Posisi ini menempatkan wanita sebagai “komoditi” di dalam ekonomi seperti
industri hiburan, tontonan dan citraan. Dominasi wanita sebagai objek tontonan
inilah yang kini menjadi ideologi utama banyak media di Indonesia termasuk media film.
Kemajuan
teknologi informasi telah memfasilitasi terbentuknya masyarakat tontonan
(society of spectacle) di negeri kita. masyarakat tontonan adalah masyarakat
yang di dalamnya setiap sisi kehidupan menjadi komoditi, dan setiap komoditi
itu menjadi tontonan. Dalam masyarakat
tontonan, wanita mempunyai fungsi dominan sebagai pembentuk citra (image) dan
tanda (sign) berbagai komoditi.
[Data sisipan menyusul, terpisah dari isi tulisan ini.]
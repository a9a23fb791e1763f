//! Application context: unified state passed to every command handler.
//!
//! `AppContext` holds the configuration loaded once at startup and builds
//! the infrastructure clients from it. No command reads the environment.

use crate::domain::config::CmdConfig;
use crate::domain::error::ConfigError;
use crate::infra::api::ScrewdriverApi;
use crate::infra::cache::LocalCache;
use crate::infra::http::{RetryPolicy, RetryingTransport, UreqTransport};
use crate::infra::store::StoreClient;
use crate::output::OutputContext;

/// Transport used for both remote services.
pub type Transport = RetryingTransport<UreqTransport>;

/// Output rendering flags.
pub struct OutputFlags {
    /// Disable ANSI color output.
    pub no_color: bool,
    /// Suppress non-error output.
    pub quiet: bool,
}

/// Unified application context passed to every command handler.
pub struct AppContext {
    /// Terminal output context (colors, quiet mode).
    pub output: OutputContext,
    /// `SD_*` settings.
    pub config: CmdConfig,
}

impl AppContext {
    #[must_use]
    pub fn new(flags: &OutputFlags, config: CmdConfig) -> Self {
        Self {
            output: OutputContext::new(flags.no_color, flags.quiet),
            config,
        }
    }

    /// Screwdriver API client.
    ///
    /// # Errors
    ///
    /// Returns `ConfigError::Missing` if `SD_API_URL` is not set.
    pub fn api(&self) -> Result<ScrewdriverApi<Transport>, ConfigError> {
        Ok(ScrewdriverApi::new(
            self.config.require_api_url()?,
            self.config.token.clone(),
            transport(),
        ))
    }

    /// Store client.
    ///
    /// # Errors
    ///
    /// Returns `ConfigError::Missing` if `SD_STORE_URL` is not set.
    pub fn store(&self) -> Result<StoreClient<Transport>, ConfigError> {
        Ok(StoreClient::new(
            self.config.require_store_url()?,
            self.config.token.clone(),
            transport(),
        ))
    }

    /// Local command cache rooted at `SD_BASE_COMMAND_PATH`.
    #[must_use]
    pub fn cache(&self) -> LocalCache {
        LocalCache::new(&self.config.base_command_path)
    }
}

fn transport() -> Transport {
    RetryingTransport::new(UreqTransport::default(), RetryPolicy::default())
}
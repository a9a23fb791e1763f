//! CLI argument parsing with clap derive

use std::ffi::OsString;
use std::process::ExitCode;

use anyhow::Result;
use clap::{Parser, Subcommand};

use crate::app::{AppContext, OutputFlags};
use crate::commands;
use crate::infra::logging::{self, LogSettings};

/// Resolve, install and run Screwdriver commands
#[derive(Parser)]
#[command(
    name = "sd-cmd",
    version,
    propagate_version = true,
    subcommand_required = true,
    arg_required_else_help = true
)]
pub struct Cli {
    /// Suppress non-error output
    #[arg(short, long, global = true)]
    pub quiet: bool,

    /// Disable colored output
    #[arg(long, global = true, env = "NO_COLOR")]
    pub no_color: bool,

    #[command(subcommand)]
    pub command: Command,
}

#[derive(Subcommand)]
pub enum Command {
    /// Run a command: sd-cmd exec namespace/name@version [args...]
    Exec(commands::exec::ExecArgs),

    /// Publish a new command version
    Publish(commands::publish::PublishArgs),

    /// Validate a command manifest
    Validate(commands::validate::ValidateArgs),

    /// Point a tag at a published version
    Promote(commands::promote::PromoteArgs),

    /// Remove a tag
    #[command(name = "removeTag", alias = "remove-tag")]
    RemoveTag(commands::remove_tag::RemoveTagArgs),

    /// Show version
    Version,
}

/// Subcommand names and aliases recognised in first position.
const SUBCOMMANDS: &[&str] = &[
    "exec",
    "publish",
    "validate",
    "promote",
    "removeTag",
    "remove-tag",
    "version",
    "help",
];

/// Flags that are handled by clap itself when they come first.
const TOP_LEVEL_FLAGS: &[&str] = &["-h", "--help", "-V", "--version"];

/// Global flags that may precede the subcommand.
const GLOBAL_FLAGS: &[&str] = &["-q", "--quiet", "--no-color"];

/// Insert `exec` when the first non-global token is not a subcommand.
///
/// `sd-cmd ns/name@1.0.0 arg` becomes `sd-cmd exec ns/name@1.0.0 arg`.
#[must_use]
pub fn normalize_args<I, T>(args: I) -> Vec<OsString>
where
    I: IntoIterator<Item = T>,
    T: Into<OsString>,
{
    let mut args: Vec<OsString> = args.into_iter().map(Into::into).collect();
    let first = args
        .iter()
        .skip(1)
        .position(|a| !GLOBAL_FLAGS.iter().any(|f| a.to_str() == Some(*f)))
        .map(|i| i + 1);
    let Some(index) = first else {
        return args;
    };
    let is_known = {
        let token = args[index].to_string_lossy();
        SUBCOMMANDS.contains(&&*token) || TOP_LEVEL_FLAGS.contains(&&*token)
    };
    if is_known {
        return args;
    }
    args.insert(index, OsString::from("exec"));
    args
}

impl Cli {
    /// Execute the CLI command.
    ///
    /// # Errors
    ///
    /// Returns an error if configuration cannot be loaded or the command fails.
    pub async fn run(self) -> Result<ExitCode> {
        let Cli {
            quiet,
            no_color,
            command,
        } = self;

        if let Command::Version = command {
            commands::version::run();
            return Ok(ExitCode::SUCCESS);
        }

        let config = crate::infra::config::load_from_env()?;
        let ctx = AppContext::new(&OutputFlags { no_color, quiet }, config);

        if let Command::Exec(args) = &command {
            return commands::exec::run(&ctx, args).await;
        }

        logging::init(&LogSettings::default());
        match command {
            Command::Publish(args) => commands::publish::run(&ctx, &args)?,
            Command::Validate(args) => commands::validate::run(&ctx, &args)?,
            Command::Promote(args) => commands::promote::run(&ctx, &args)?,
            Command::RemoveTag(args) => commands::remove_tag::run(&ctx, &args)?,
            Command::Exec(_) | Command::Version => {}
        }
        Ok(ExitCode::SUCCESS)
    }
}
Tubuh wanita sebagai objek tontonan dalam
rangka menjual komoditi, atau tubuh itu sendiri sebagai satu komoditi tontonan,
mempunyai peran sangat sentral dalam masyarakat tontonan.
Di sini kita
bisa memahami kenapa jenis jenis film yang beredar pada era tersebut menayangkan
adegan yang berpusat pada erotisme, goyangan tubuh sebagai komoditi yang tangguh untuk menjerat
pemirsa (pria). Tujuannya tak lain, mengejar keuntungan besar dari sebuah
penjualan dimana pada saat itu bisa dibilang tidak adanya persaingan yang
berarti di dunia film hingga bermunculannya stasiun TV swasta, dengan tayangan
tayangan sinetron yang lebih bervariasi dan menandai luruhnya euphoria genre
film semacam ini. goyang yang erotis
ditambah kostum ketat nanseksi, menjadikan tubuh sebagai tontonan. Untuk apa?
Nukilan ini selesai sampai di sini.